Caspar nie pamiętał, żeby kiedykolwiek między nim a Virrenem panowało aż tak głębokie milczenie. Obaj mieli o czym myśleć; podczas gdy Dal'var zapewne zastanawiał się nad swoją przyszłością, książę wracał pamięcią do wydarzenia sprzed wyjazdu. Nie wiedział, co właściwie podkusiło go do pocałowania Ralii. Może faktycznie stał się na ułamek sekundy niepoczytalny?

Niezależnie od powodów szalonej decyzji, stało się. I nie mógł wyrzucić z głowy obrazu jej błyszczących oczu, podobnie jak nie potrafił pozbyć się obezwładniającego pragnienia, by wrócić do Erhadu i raz jeszcze wziąć kobietę w ramiona. Sprawić, że poddałaby mu się – zupełnie jak za pierwszym razem – choć nie robiła tego nigdy. W tamtej chwili ufała mu bezgranicznie, nawet jeśli oznaczało to zignorowanie zdrowego rozsądku i uporczywego głosu, nieustannie powtarzającego jej, jak niewłaściwie było to, co się między nimi działo.

On sam doskonale rozumiał, skąd brały się wątpliwości Ralii. Sam również myślał o ciążącej na nim odpowiedzialności. Jednak w obliczu końca świata, w obliczu słabości rodziców, czy naprawdę królestwo zyskałoby cokolwiek, gdyby jego wybór padł na jakąś uroczą szlachciankę? Darenar potrzebował przywódców z krwi i kości, zdolnych do zrobienia wszystkiego, by odzyskał dawną świetność.

Zerknął na Virrena, trwającego w zamyśleniu; pionowa zmarszczka przecinała jego czoło, zdradzając ogrom zmartwienia. Paradoksalnie małżeństwo z Ilią wydawało się Casparowi idealnym przykładem tego, do czego powinien posunąć się władca. Być może cały kraj skorzystałby na tym, gdyby to właśnie Dal'var stanął na czele narodu, mając u boku przebiegłą, aczkolwiek lojalną księżniczkę z Ardessii. Serce księcia zakłuło boleśnie, choć nie umiał powiedzieć, czy było to uczucie miłe, czy wprost przeciwnie. Z jednej strony wcale nie podobała mu się perspektywa oddania tronu komukolwiek; spędził zbyt wiele lat, kurczowo trzymając się swojego dziedzictwa na złość Hirionowi. Z drugiej...

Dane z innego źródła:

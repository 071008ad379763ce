//! School admission score lines

use axum::extract::{Path, State};
use backoffice_db::entities::school_admission;
use chrono::Utc;
use sea_orm::{
    ActiveModelTrait, ColumnTrait, Condition, DatabaseConnection, EntityTrait, PaginatorTrait,
    QueryFilter, QueryOrder, Set,
};
use std::sync::Arc;
use tracing::info;

use crate::extract::{parse_id, ValidJson, ValidQuery};
use crate::handlers::{filled, page_request};
use crate::models::{
    Ack, SchoolAdmission, SchoolAdmissionList, SchoolAdmissionQuery, SchoolAdmissionRequest,
};
use crate::response::{ok, ApiError, ApiResult, ErrorResponse};
use crate::AppState;

async fn find_admission(
    db: &DatabaseConnection,
    id: i32,
) -> Result<school_admission::Model, ApiError> {
    school_admission::Entity::find_by_id(id)
        .one(db)
        .await?
        .ok_or_else(|| ApiError::not_found("school admission not found"))
}

fn check_request(req: &SchoolAdmissionRequest) -> Result<(), ApiError> {
    if req.school_code.trim().is_empty() || req.school_name.trim().is_empty() {
        return Err(ApiError::bad_request("school code and name are required"));
    }
    if req.year <= 0 {
        return Err(ApiError::bad_request("year must be positive"));
    }
    Ok(())
}

/// List admission scores, highest first
#[utoipa::path(
    get,
    path = "/api/school-admission",
    params(
        ("page" = Option<u64>, Query, description = "Page number (default: 1)"),
        ("pageSize" = Option<u64>, Query, description = "Page size (default: 10)"),
        ("schoolName" = Option<String>, Query, description = "Filter by school (partial match)"),
        ("category" = Option<String>, Query, description = "Filter by category"),
        ("year" = Option<i32>, Query, description = "Filter by year")
    ),
    responses(
        (status = 200, description = "Page of admission scores", body = SchoolAdmissionList)
    ),
    security(("bearer_auth" = [])),
    tag = "school-admission"
)]
pub async fn list_school_admissions(
    State(state): State<Arc<AppState>>,
    ValidQuery(query): ValidQuery<SchoolAdmissionQuery>,
) -> ApiResult<SchoolAdmissionList> {
    let page = page_request(query.page, query.page_size);

    let mut condition = Condition::all();
    if let Some(name) = filled(&query.school_name) {
        condition = condition.add(school_admission::Column::SchoolName.contains(name));
    }
    if let Some(category) = filled(&query.category) {
        condition = condition.add(school_admission::Column::Category.eq(category));
    }
    if let Some(year) = query.year {
        condition = condition.add(school_admission::Column::Year.eq(year));
    }

    let paginator = school_admission::Entity::find()
        .filter(condition)
        .order_by_desc(school_admission::Column::TotalScore)
        .order_by_asc(school_admission::Column::Id)
        .paginate(&state.db, page.size);

    let total = paginator.num_items().await?;
    let list = paginator
        .fetch_page(page.index())
        .await?
        .into_iter()
        .map(SchoolAdmission::from)
        .collect();

    ok(SchoolAdmissionList {
        list,
        total,
        page: page.page,
        page_size: page.size,
    })
}

/// Get an admission score
#[utoipa::path(
    get,
    path = "/api/school-admission/{id}",
    params(("id" = i32, Path, description = "Record ID")),
    responses(
        (status = 200, description = "Admission score", body = SchoolAdmission),
        (status = 404, description = "Not found", body = ErrorResponse)
    ),
    security(("bearer_auth" = [])),
    tag = "school-admission"
)]
pub async fn get_school_admission(
    State(state): State<Arc<AppState>>,
    Path(id): Path<String>,
) -> ApiResult<SchoolAdmission> {
    let id = parse_id(&id, "school admission")?;
    ok(find_admission(&state.db, id).await?.into())
}

/// Create an admission score
#[utoipa::path(
    post,
    path = "/api/school-admission",
    request_body = SchoolAdmissionRequest,
    responses(
        (status = 200, description = "Created", body = SchoolAdmission),
        (status = 400, description = "Invalid input", body = ErrorResponse)
    ),
    security(("bearer_auth" = [])),
    tag = "school-admission"
)]
pub async fn create_school_admission(
    State(state): State<Arc<AppState>>,
    ValidJson(req): ValidJson<SchoolAdmissionRequest>,
) -> ApiResult<SchoolAdmission> {
    check_request(&req)?;

    let now = Utc::now();
    let created = school_admission::ActiveModel {
        school_code: Set(req.school_code.trim().to_string()),
        school_name: Set(req.school_name.trim().to_string()),
        category: Set(req.category),
        total_score: Set(req.total_score),
        tie_breaker: Set(req.tie_breaker),
        admission_scope: Set(req.admission_scope),
        year: Set(req.year),
        created_at: Set(now),
        updated_at: Set(now),
        ..Default::default()
    }
    .insert(&state.db)
    .await?;

    info!("Created school admission {} ({})", created.school_name, created.id);
    ok(created.into())
}

/// Update an admission score
#[utoipa::path(
    put,
    path = "/api/school-admission/{id}",
    params(("id" = i32, Path, description = "Record ID")),
    request_body = SchoolAdmissionRequest,
    responses(
        (status = 200, description = "Updated", body = SchoolAdmission),
        (status = 400, description = "Invalid input", body = ErrorResponse),
        (status = 404, description = "Not found", body = ErrorResponse)
    ),
    security(("bearer_auth" = [])),
    tag = "school-admission"
)]
pub async fn update_school_admission(
    State(state): State<Arc<AppState>>,
    Path(id): Path<String>,
    ValidJson(req): ValidJson<SchoolAdmissionRequest>,
) -> ApiResult<SchoolAdmission> {
    let id = parse_id(&id, "school admission")?;
    check_request(&req)?;

    let mut active: school_admission::ActiveModel = find_admission(&state.db, id).await?.into();
    active.school_code = Set(req.school_code.trim().to_string());
    active.school_name = Set(req.school_name.trim().to_string());
    active.category = Set(req.category);
    active.total_score = Set(req.total_score);
    active.tie_breaker = Set(req.tie_breaker);
    active.admission_scope = Set(req.admission_scope);
    active.year = Set(req.year);
    active.updated_at = Set(Utc::now());

    ok(active.update(&state.db).await?.into())
}

/// Delete an admission score
#[utoipa::path(
    delete,
    path = "/api/school-admission/{id}",
    params(("id" = i32, Path, description = "Record ID")),
    responses(
        (status = 200, description = "Deleted", body = Ack),
        (status = 404, description = "Not found", body = ErrorResponse)
    ),
    security(("bearer_auth" = [])),
    tag = "school-admission"
)]
pub async fn delete_school_admission(
    State(state): State<Arc<AppState>>,
    Path(id): Path<String>,
) -> ApiResult<Ack> {
    let id = parse_id(&id, "school admission")?;

    let result = school_admission::Entity::delete_by_id(id)
        .exec(&state.db)
        .await?;
    if result.rows_affected == 0 {
        return Err(ApiError::not_found("school admission not found"));
    }

    info!("Deleted school admission {}", id);
    ok(Ack::new())
}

Gdyby nie ciążący na nim tytuł, mógłby zwyczajnie podróżować po świecie, być może nawet w towarzystwie kobiety, która uporczywie dręczyła jego umysł.

Skrzywił się do własnych myśli. Nie umiał nazwać tego, co czuł do Ralii – być może nie chciał. Jedna pochopna decyzja wystarczyła, by nie mógł skupić się na czymkolwiek innym, podczas gdy czekało go niełatwe zadanie, wymagające przygotowania. Dodawanie sobie kolejnych zmartwień nie brzmiało jak najlepszy plan. Westchnął ciężko, czym zwrócił uwagę Virrena, który spojrzał na towarzysza kątem oka, jednak zachował milczenie.

Gdy kilka godzin później słońce znalazło się wysoko na niebie, upał stał się nie do zniesienia, a na horyzoncie zamajaczyły niewyraźne zarysy Świątyni Aesira, obaj mężczyźni odetchnęli z ulgą. Caspar spodziewał się, że poczuje spokój – jak zawsze, gdy docierał do miejsca, w którym spędził większość życia. Tym razem w jego sercu pojawiło się jedynie ukłucie zwątpienia, wystarczające, by zdał sobie sprawę, jak wiele wydarzyło się w ciągu ostatnich tygodni.

Odepchnął wątpliwości na bok, po czym ścisnął boki wierzchowca. Chciał jak najszybciej znaleźć się pośród chłodniejszych murów i zmyć z siebie trudy podróży. Im bliżej Świątyni się znajdowali, tym silniejszy stawał się jego niepokój; powietrze zdawało się dziwnie gęste, przesycone zapachem, który nieodzownie kojarzył się Casparowi ze śmiercią, choć nie umiał go opisać. Po minie Dal'vara widział, że nie tylko jemu coś nie pasowało.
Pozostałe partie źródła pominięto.